• _EXERCISE GOAL_
Your task is to copy every record exactly.

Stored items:
· · ·

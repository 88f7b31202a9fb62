//! Error types for the Naginata library.
//!
//! All fallible operations return [`Result`], whose error type is the
//! [`NaginataError`] enum. The variants follow the engine's error taxonomy:
//! input problems (analysis, query syntax) are recoverable and reported to
//! the caller, I/O and disk-full conditions abort the current operation
//! leaving the last durable state intact, and corrupt segments degrade the
//! index without failing queries against the remaining segments.
//!
//! # Examples
//!
//! ```
//! use naginata::error::{NaginataError, Result};
//!
//! fn example_operation() -> Result<()> {
//!     Err(NaginataError::query("unbalanced parenthesis"))
//! }
//!
//! match example_operation() {
//!     Ok(_) => println!("Success"),
//!     Err(e) => eprintln!("Error: {}", e),
//! }
//! ```

use std::io;

use thiserror::Error;

/// The main error type for Naginata operations.
///
/// Uses the `thiserror` crate for automatic `Error` trait implementation and
/// provides convenient constructor methods for creating specific error types.
#[derive(Error, Debug)]
pub enum NaginataError {
    /// I/O errors (file operations, sync, rename).
    #[error("I/O error: {0}")]
    Io(#[from] io::Error),

    /// The underlying device is out of space. The flush or compaction that
    /// hit this is aborted; prior durable state is untouched.
    #[error("Disk full: {0}")]
    DiskFull(String),

    /// A segment failed validation (bad magic, unsupported version, or
    /// checksum mismatch). The segment is excluded from queries and merges.
    #[error("Corrupt segment: {0}")]
    CorruptSegment(String),

    /// Index-related errors
    #[error("Index error: {0}")]
    Index(String),

    /// Analysis-related errors (tokenization, malformed input encoding)
    #[error("Analysis error: {0}")]
    Analysis(String),

    /// Query-related errors (parsing, invalid expressions)
    #[error("Query error: {0}")]
    Query(String),

    /// Storage-related errors
    #[error("Storage error: {0}")]
    Storage(String),

    /// A named file is missing from the storage backend.
    #[error("File not found: {0}")]
    FileNotFound(String),

    /// Invalid operation
    #[error("Invalid operation: {0}")]
    InvalidOperation(String),

    /// Serialization error
    #[error("Serialization error: {0}")]
    SerializationError(String),

    /// JSON serialization/deserialization errors
    #[error("JSON error: {0}")]
    Json(#[from] serde_json::Error),

    /// Generic error for other cases
    #[error("Error: {0}")]
    Other(String),

    /// Generic anyhow error
    #[error("Anyhow error: {0}")]
    Anyhow(#[from] anyhow::Error),
}

/// Result type alias for operations that may fail with NaginataError.
pub type Result<T> = std::result::Result<T, NaginataError>;

impl NaginataError {
    /// Create a new index error.
    pub fn index<S: Into<String>>(msg: S) -> Self {
        NaginataError::Index(msg.into())
    }

    /// Create a new analysis error.
    pub fn analysis<S: Into<String>>(msg: S) -> Self {
        NaginataError::Analysis(msg.into())
    }

    /// Create a new query error.
    pub fn query<S: Into<String>>(msg: S) -> Self {
        NaginataError::Query(msg.into())
    }

    /// Create a new storage error.
    pub fn storage<S: Into<String>>(msg: S) -> Self {
        NaginataError::Storage(msg.into())
    }

    /// Create a new file-not-found error.
    pub fn file_not_found<S: Into<String>>(name: S) -> Self {
        NaginataError::FileNotFound(name.into())
    }

    /// Create a new corrupt-segment error.
    pub fn corrupt_segment<S: Into<String>>(msg: S) -> Self {
        NaginataError::CorruptSegment(msg.into())
    }

    /// Create a new disk-full error.
    pub fn disk_full<S: Into<String>>(msg: S) -> Self {
        NaginataError::DiskFull(msg.into())
    }

    /// Create a new invalid-operation error.
    pub fn invalid_operation<S: Into<String>>(msg: S) -> Self {
        NaginataError::InvalidOperation(msg.into())
    }

    /// Create a new serialization error.
    pub fn serialization<S: Into<String>>(msg: S) -> Self {
        NaginataError::SerializationError(msg.into())
    }

    /// Create a new generic error.
    pub fn other<S: Into<String>>(msg: S) -> Self {
        NaginataError::Other(msg.into())
    }

    /// Classify an I/O error, promoting ENOSPC to [`NaginataError::DiskFull`].
    pub fn from_io(err: io::Error, context: &str) -> Self {
        // ENOSPC is the only errno we special-case; everything else stays Io.
        if err.raw_os_error() == Some(28) {
            NaginataError::DiskFull(format!("{context}: {err}"))
        } else {
            NaginataError::Io(err)
        }
    }

    /// Whether this error indicates a transient I/O condition worth a retry.
    pub fn is_transient(&self) -> bool {
        match self {
            NaginataError::Io(e) => matches!(
                e.kind(),
                io::ErrorKind::Interrupted | io::ErrorKind::WouldBlock
            ),
            _ => false,
        }
    }
}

· · ·

• _RESULT FOR THIS EXERCISE_
repository 88f7b31202a9fb62
//! Error types for the Naginata library.
//!
//! All fallible operations return [`Result`], whose error type is the
//! [`NaginataError`] enum. The variants follow the engine's error taxonomy:
//! input problems (analysis, query syntax) are recoverable and reported to
//! the caller, I/O and disk-full conditions abort the current operation
//! leaving the last durable state intact, and corrupt segments degrade the
//! index without failing queries against the remaining segments.
//!
//! # Examples
//!
//! ```
//! use naginata::error::{NaginataError, Result};
//!
//! fn example_operation() -> Result<()> {
//!     Err(NaginataError::query("unbalanced parenthesis"))
//! }
//!
//! match example_operation() {
//!     Ok(_) => println!("Success"),
//!     Err(e) => eprintln!("Error: {}", e),
//! }
//! ```

use std::io;

use thiserror::Error;

/// The main error type for Naginata operations.
///
/// Uses the `thiserror` crate for automatic `Error` trait implementation and
/// provides convenient constructor methods for creating specific error types.
#[derive(Error, Debug)]
pub enum NaginataError {
    /// I/O errors (file operations, sync, rename).
    #[error("I/O error: {0}")]
    Io(#[from] io::Error),

    /// The underlying device is out of space. The flush or compaction that
    /// hit this is aborted; prior durable state is untouched.
    #[error("Disk full: {0}")]
    DiskFull(String),

    /// A segment failed validation (bad magic, unsupported version, or
    /// checksum mismatch). The segment is excluded from queries and merges.
    #[error("Corrupt segment: {0}")]
    CorruptSegment(String),

    /// Index-related errors
    #[error("Index error: {0}")]
    Index(String),

    /// Analysis-related errors (tokenization, malformed input encoding)
    #[error("Analysis error: {0}")]
    Analysis(String),

    /// Query-related errors (parsing, invalid expressions)
    #[error("Query error: {0}")]
    Query(String),

    /// Storage-related errors
    #[error("Storage error: {0}")]
    Storage(String),

    /// A named file is missing from the storage backend.
    #[error("File not found: {0}")]
    FileNotFound(String),

    /// Invalid operation
    #[error("Invalid operation: {0}")]
    InvalidOperation(String),

    /// Serialization error
    #[error("Serialization error: {0}")]
    SerializationError(String),

    /// JSON serialization/deserialization errors
    #[error("JSON error: {0}")]
    Json(#[from] serde_json::Error),

    /// Generic error for other cases
    #[error("Error: {0}")]
    Other(String),

    /// Generic anyhow error
    #[error("Anyhow error: {0}")]
    Anyhow(#[from] anyhow::Error),
}

/// Result type alias for operations that may fail with NaginataError.
pub type Result<T> = std::result::Result<T, NaginataError>;

impl NaginataError {
    /// Create a new index error.
    pub fn index<S: Into<String>>(msg: S) -> Self {
        NaginataError::Index(msg.into())
    }

    /// Create a new analysis error.
    pub fn analysis<S: Into<String>>(msg: S) -> Self {
        NaginataError::Analysis(msg.into())
    }

    /// Create a new query error.
    pub fn query<S: Into<String>>(msg: S) -> Self {
        NaginataError::Query(msg.into())
    }

    /// Create a new storage error.
    pub fn storage<S: Into<String>>(msg: S) -> Self {
        NaginataError::Storage(msg.into())
    }

    /// Create a new file-not-found error.
    pub fn file_not_found<S: Into<String>>(name: S) -> Self {
        NaginataError::FileNotFound(name.into())
    }

    /// Create a new corrupt-segment error.
    pub fn corrupt_segment<S: Into<String>>(msg: S) -> Self {
        NaginataError::CorruptSegment(msg.into())
    }

    /// Create a new disk-full error.
    pub fn disk_full<S: Into<String>>(msg: S) -> Self {
        NaginataError::DiskFull(msg.into())
    }

    /// Create a new invalid-operation error.
    pub fn invalid_operation<S: Into<String>>(msg: S) -> Self {
        NaginataError::InvalidOperation(msg.into())
    }

    /// Create a new serialization error.
    pub fn serialization<S: Into<String>>(msg: S) -> Self {
        NaginataError::SerializationError(msg.into())
    }

    /// Create a new generic error.
    pub fn other<S: Into<String>>(msg: S) -> Self {
        NaginataError::Other(msg.into())
    }

    /// Classify an I/O error, promoting ENOSPC to [`NaginataError::DiskFull`].
    pub fn from_io(err: io::Error, context: &str) -> Self {
        // ENOSPC is the only errno we special-case; everything else stays Io.
        if err.raw_os_error() == Some(28) {
            NaginataError::DiskFull(format!("{context}: {err}"))
        } else {
            NaginataError::Io(err)
        }
    }

    /// Whether this error indicates a transient I/O condition worth a retry.
    pub fn is_transient(&self) -> bool {
        match self {
            NaginataError::Io(e) => matches!(
                e.kind(),
                io::ErrorKind::Interrupted | io::ErrorKind::WouldBlock
            ),
            _ => false,
        }
    }
}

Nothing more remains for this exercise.